//! Plans a tour through a grid world.
//!
//! Run with:
//! ```bash
//! cargo run --release --example gridworld -- --size 5 --algorithm astar --visit 4,4 --visit 0,4
//! ```

use clap::Parser;
use color_eyre::eyre::eyre;
use symplan::automaton::Automaton;
use symplan::config::{Algorithm, Config, Construction, Semantics};
use symplan::cost::Unadjusted;
use symplan::domain::FactDomain;
use symplan::planner::Planner;
use symplan::predicate::PredicateTable;
use symplan::search::SearchOutcome;
use symplan::worlds::GridWorld;

#[derive(Debug, Parser)]
#[command(author, version, about = "Symbolic planning in a grid world")]
struct Cli {
    /// Number of rows and columns
    #[arg(long, default_value = "5")]
    size: usize,

    /// Search algorithm: bfs, dijkstra or astar
    #[arg(long, default_value = "bfs")]
    algorithm: Algorithm,

    /// How several visits combine: conjunctive or prioritized
    #[arg(long, default_value = "conjunctive")]
    semantics: Semantics,

    /// Discover reachable states instead of using every fact as a state
    #[arg(long)]
    incremental: bool,

    /// Cells to visit, as `row,col`; one automaton each
    #[arg(long, value_parser = parse_cell)]
    visit: Vec<(usize, usize)>,

    /// Blocked cells, as `row,col`
    #[arg(long, value_parser = parse_cell)]
    obstacle: Vec<(usize, usize)>,

    /// Initial arena size, as a power of two
    #[arg(long, default_value = "16")]
    storage_bits: usize,
}

fn parse_cell(s: &str) -> Result<(usize, usize), String> {
    let (row, col) = s.split_once(',').ok_or_else(|| format!("expected `row,col`, got '{}'", s))?;
    let parse = |x: &str| x.trim().parse::<usize>().map_err(|e| e.to_string());
    Ok((parse(row)?, parse(col)?))
}

fn main() -> color_eyre::Result<()> {
    color_eyre::install()?;

    simplelog::TermLogger::init(
        simplelog::LevelFilter::Info,
        simplelog::Config::default(),
        simplelog::TerminalMode::Mixed,
        simplelog::ColorChoice::Auto,
    )?;

    let cli = Cli::parse();
    let grid = GridWorld::new(cli.size, cli.size).with_obstacles(cli.obstacle.iter().copied());
    let visits = if cli.visit.is_empty() {
        vec![(cli.size - 1, cli.size - 1)]
    } else {
        cli.visit.clone()
    };

    let task = grid.task();
    let domain = FactDomain::new(&PredicateTable::new(&task.facts)?);
    let config = Config {
        storage_bits: cli.storage_bits,
        algorithm: cli.algorithm,
        semantics: cli.semantics,
        construction: if cli.incremental {
            Construction::Incremental
        } else {
            Construction::Direct
        },
        capacity: cli.size * cli.size,
        ..Default::default()
    };
    let weights = GridWorld::weights();
    let planner = Planner::builder(config, &task, &domain)
        .weights(&weights, &Unadjusted)
        .build()?;

    let d = planner.diagnostics();
    println!(
        "transition system: {} states, {} edges, {} variables, built in {:?}",
        d.states,
        d.edges,
        d.variables,
        d.total_time()
    );

    let automata = visits
        .iter()
        .map(|&(row, col)| Automaton::eventually(grid.location(row, col), grid.at(row, col)));
    let time_search = std::time::Instant::now();
    match planner.plan(automata)? {
        SearchOutcome::Found(plan) => {
            println!("{}", plan.display(planner.ts().context().predicates()));
            println!(
                "{} step(s) in {} iteration(s), {:?}",
                plan.len(),
                plan.stats.iterations,
                time_search.elapsed()
            );
        }
        SearchOutcome::Unreachable(stats) => {
            return Err(eyre!("no plan after {} iteration(s)", stats.iterations));
        }
    }

    Ok(())
}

- - - -

Go through the material and copy every line in which the word "obstacle" occurs.

### COMPLETED EXERCISE
    obstacle: Vec<(usize, usize)>,
    let grid = GridWorld::new(cli.size, cli.size).with_obstacles(cli.obstacle.iter().copied());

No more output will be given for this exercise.